Where cases of erythema occur, patients can be advised to apply an aqueous cream to the treatment area two to three times daily, to alleviate the discomfort of dry skin and defer the onset of damage to the epithelial cells. Evidence in current literature suggests the use of emollient creams to manage erythema significantly reduces the onset of more severe skin reactions [1].

Moist Desquamation

In the occurrence of cases of moist desquamation it is important to ensure that infection is avoided through good skin management. In these instances nursing care would be required, following moist wound care management principles and the resultant use of hydrocolloid gels and flexible dressings [1].

Often, during the course of treatment, the lesion can dry up, forming a scab over the healing wound which it is advisable to leave, allowing the scab to fall off naturally. However, in some instances, the formation of this scab could be so thick that it compromises the radiotherapy treatment, due to the photon beam being absorbed by the dead skin layers. In such cases, it may be necessary to remove the scab, to ensure correct treatment, using a hydrogel dressing which is placed on the scab overnight, allowing it to soften, for easy removal the following day.

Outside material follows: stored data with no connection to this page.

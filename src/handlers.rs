use crate::{
    AppState,
    auth::{AuthUser, BearerToken, authorize_owner},
    error::ApiError,
    models::{
        ApiResponse, CreateEventRequest, Event, EventFilter, EventQuery, LoginRequest,
        LoginResponse, Subject, TokenResponse, UpdateEventRequest,
    },
    password,
    token::{AccessToken, TokenService},
    validation,
};
use axum::{
    Json,
    extract::{Path, Query, State, rejection::JsonRejection},
    http::StatusCode,
};
use chrono::Utc;

const TOKEN_TYPE: &str = "bearer";

fn token_response(token: AccessToken) -> TokenResponse {
    TokenResponse {
        expires_in: token.expires_in(),
        access_token: token.token,
        token_type: TOKEN_TYPE.to_string(),
    }
}

// --- Auth Handlers ---

/// login
///
/// [Public Route] Exchanges an email and password for an access token. Unknown emails and
/// wrong passwords are indistinguishable to the caller (both 401).
#[utoipa::path(
    post,
    path = "/auth/login",
    request_body = LoginRequest,
    responses(
        (status = 200, description = "Logged in", body = LoginResponse),
        (status = 401, description = "Invalid credentials"),
        (status = 422, description = "Validation error")
    )
)]
pub async fn login(
    State(state): State<AppState>,
    payload: Result<Json<LoginRequest>, JsonRejection>,
) -> Result<Json<ApiResponse<LoginResponse>>, ApiError> {
    let Json(payload) = payload?;
    validation::validate_login(&payload)?;

    let credential = state
        .credentials
        .find_credential_by_email(payload.email.trim())
        .await?
        .filter(|c| password::verify_password(&c.password_hash, &payload.password))
        .ok_or_else(|| {
            tracing::info!("login rejected: invalid credentials");
            ApiError::Unauthorized
        })?;

    let token = state.tokens.issue(&credential)?;
    tracing::info!(subject = credential.id, role = %credential.role, "login succeeded");

    Ok(Json(ApiResponse::with_message(
        "Login successful",
        LoginResponse {
            expires_in: token.expires_in(),
            access_token: token.token,
            token_type: TOKEN_TYPE.to_string(),
            user: Subject::from(&credential),
        },
    )))
}

/// refresh
///
/// [Bearer Route] Renews the presented token. The token is not run through the usual
/// authentication stage: renewal applies its own trust rules, including the grace window.
#[utoipa::path(
    post,
    path = "/auth/refresh",
    responses(
        (status = 200, description = "Renewed", body = TokenResponse),
        (status = 401, description = "Token cannot be trusted")
    )
)]
pub async fn refresh(
    State(tokens): State<TokenService>,
    BearerToken(token): BearerToken,
) -> Result<Json<ApiResponse<TokenResponse>>, ApiError> {
    let renewed = tokens.renew(&token).await?;
    Ok(Json(ApiResponse::data(token_response(renewed))))
}

/// me
///
/// [Authenticated Route] The caller's public profile.
#[utoipa::path(
    get,
    path = "/auth/me",
    responses(
        (status = 200, description = "Current subject", body = Subject),
        (status = 401, description = "Not authenticated")
    )
)]
pub async fn me(
    user: AuthUser,
    State(state): State<AppState>,
) -> Result<Json<ApiResponse<Subject>>, ApiError> {
    // Verification already proved the subject exists; a miss here means it vanished mid-request.
    let credential = state
        .credentials
        .find_credential(user.id)
        .await?
        .ok_or(ApiError::Unauthorized)?;
    Ok(Json(ApiResponse::data(Subject::from(&credential))))
}

/// logout
///
/// [Authenticated Route] Acknowledges a logout. Tokens are discarded client-side; there is
/// no server-side revocation list, so the token stays valid until it expires.
#[utoipa::path(
    post,
    path = "/auth/logout",
    responses((status = 200, description = "Logged out"))
)]
pub async fn logout(user: AuthUser) -> Json<ApiResponse<()>> {
    tracing::info!(subject = user.id, "logout");
    Json(ApiResponse::message("Successfully logged out"))
}

// --- Event Handlers ---

/// list_events
///
/// [Public Route] Lists events; published only unless `status` says otherwise.
#[utoipa::path(
    get,
    path = "/events",
    params(EventFilter),
    responses((status = 200, description = "Page of events", body = [Event]))
)]
pub async fn list_events(
    State(state): State<AppState>,
    Query(filter): Query<EventFilter>,
) -> Result<Json<ApiResponse<Vec<Event>>>, ApiError> {
    let page = state.repo.list_events(&EventQuery::public(filter)).await?;
    Ok(Json(ApiResponse::page(page)))
}

/// show_event
///
/// [Public Route] A single event by id.
#[utoipa::path(
    get,
    path = "/events/{id}",
    params(("id" = i64, Path, description = "Event ID")),
    responses(
        (status = 200, description = "Found", body = Event),
        (status = 404, description = "Event not found")
    )
)]
pub async fn show_event(
    State(state): State<AppState>,
    Path(id): Path<i64>,
) -> Result<Json<ApiResponse<Event>>, ApiError> {
    let event = state
        .repo
        .get_event(id)
        .await?
        .ok_or_else(|| ApiError::not_found("Event"))?;
    Ok(Json(ApiResponse::data(event)))
}

/// my_events
///
/// [Organizer Route] The caller's own events, drafts included.
#[utoipa::path(
    get,
    path = "/my-events",
    params(EventFilter),
    responses((status = 200, description = "Page of my events", body = [Event]))
)]
pub async fn my_events(
    user: AuthUser,
    State(state): State<AppState>,
    Query(filter): Query<EventFilter>,
) -> Result<Json<ApiResponse<Vec<Event>>>, ApiError> {
    let page = state
        .repo
        .list_events(&EventQuery::owned_by(user.id, filter))
        .await?;
    Ok(Json(ApiResponse::page(page)))
}

/// create_event
///
/// [Organizer Route] Creates an event owned by the caller.
#[utoipa::path(
    post,
    path = "/events",
    request_body = CreateEventRequest,
    responses(
        (status = 201, description = "Created", body = Event),
        (status = 422, description = "Validation error")
    )
)]
pub async fn create_event(
    user: AuthUser,
    State(state): State<AppState>,
    payload: Result<Json<CreateEventRequest>, JsonRejection>,
) -> Result<(StatusCode, Json<ApiResponse<Event>>), ApiError> {
    let Json(payload) = payload?;
    let new_event = validation::validate_create(payload, Utc::now())?;
    let event = state.repo.create_event(new_event, user.id).await?;
    tracing::info!(event = event.id, organizer = user.id, "event created");
    Ok((
        StatusCode::CREATED,
        Json(ApiResponse::with_message("Event created successfully", event)),
    ))
}

/// update_event
///
/// [Organizer Route] Partially updates an event. Existence (404) and ownership (403) are
/// settled before the payload is validated (422) or anything is written.
#[utoipa::path(
    put,
    path = "/events/{id}",
    params(("id" = i64, Path, description = "Event ID")),
    request_body = UpdateEventRequest,
    responses(
        (status = 200, description = "Updated", body = Event),
        (status = 403, description = "Not owner"),
        (status = 404, description = "Event not found"),
        (status = 422, description = "Validation error")
    )
)]
pub async fn update_event(
    user: AuthUser,
    State(state): State<AppState>,
    Path(id): Path<i64>,
    payload: Result<Json<UpdateEventRequest>, JsonRejection>,
) -> Result<Json<ApiResponse<Event>>, ApiError> {
    let current = state.repo.get_event(id).await?;
    authorize_owner(&user, current.as_ref().map(|e| e.organizer_id))?;
    // The body is only judged once the caller is known to be allowed to change the event.
    let Json(payload) = payload?;
    if let Some(current) = &current {
        validation::validate_update(&payload, current)?;
    }

    let event = state
        .repo
        .update_event(id, payload)
        .await?
        .ok_or_else(|| ApiError::not_found("Event"))?;
    tracing::info!(event = id, subject = user.id, "event updated");
    Ok(Json(ApiResponse::with_message("Event updated successfully", event)))
}

/// delete_event
///
/// [Organizer Route] Deletes an event, unless orders already reference it.
#[utoipa::path(
    delete,
    path = "/events/{id}",
    params(("id" = i64, Path, description = "Event ID")),
    responses(
        (status = 200, description = "Deleted"),
        (status = 403, description = "Not owner"),
        (status = 404, description = "Event not found"),
        (status = 422, description = "Event has orders")
    )
)]
pub async fn delete_event(
    user: AuthUser,
    State(state): State<AppState>,
    Path(id): Path<i64>,
) -> Result<Json<ApiResponse<()>>, ApiError> {
    authorize_owner(&user, state.repo.event_owner(id).await?)?;

    if state.repo.count_orders(id).await? > 0 {
        return Err(ApiError::rejected("Cannot delete event with existing orders"));
    }
    if !state.repo.delete_event(id).await? {
        return Err(ApiError::not_found("Event"));
    }
    tracing::info!(event = id, subject = user.id, "event deleted");
    Ok(Json(ApiResponse::message("Event deleted successfully")))
}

In certain cases, if the lesion has been left unattended for a long period of time, it can thicken to form a ‘horn’ that cannot easily be removed using hydrogel. In order to expose the source of the growth, it is advisable to treat the lesion using enzyme intervention with a product containing streptokinase which, once injected into the lesion, will cause the growth to breakdown.

Complex Lesion Management

In certain instances, some lesions can present as moist and malodorous and these will therefore require daily attention. Current practice suggests absorptive dressings should be applied, with the use of hydrogel (covered with a non adhesive dressing) to facilitate moist wound care [4]. Where possible, dressing tape should be avoided as the use of such can increase the potential for further skin damage. It is also advisable to only clean the lesion if there is evidence of debris or infection. Malodorous lesions can cause great discomfort to the patient and removal of the offensive odour is therefore vital. Historically, charcoal based dressings were used, however these have now be replaced by topical antibiotic creams, allowing the surface bacteria to be killed and thereby providing positive results.

For bleeding lesions it is advisable to treat using an alginate dressing as this has haemostatic qualities which help to reduce minor bleeding.

Wound care is the primary concern when managing complex lesions although not the only; patients must be advised that general behaviour such as smoking, malnourishment, dehydration, diabetes, circulatory and respiratory problems can all compromise rapid healing.

Post Treatment Care

Post treatment patients are advised that there skin reaction will peak approximately seven days following the end of treatment, due to the accumulative nature of radiotherapy and therefore it is important that they continue with their recommended treatment area regime for this time.

Care needs to be given when exposing the area to the sun due to heightened sensitivity which, if not protected, could cause the area to react severely in cases of sunburn. If the area cannot be covered by a sunhat or other garment then the patient is advised to use a high factor SPF (sun protection factor) cream at all times.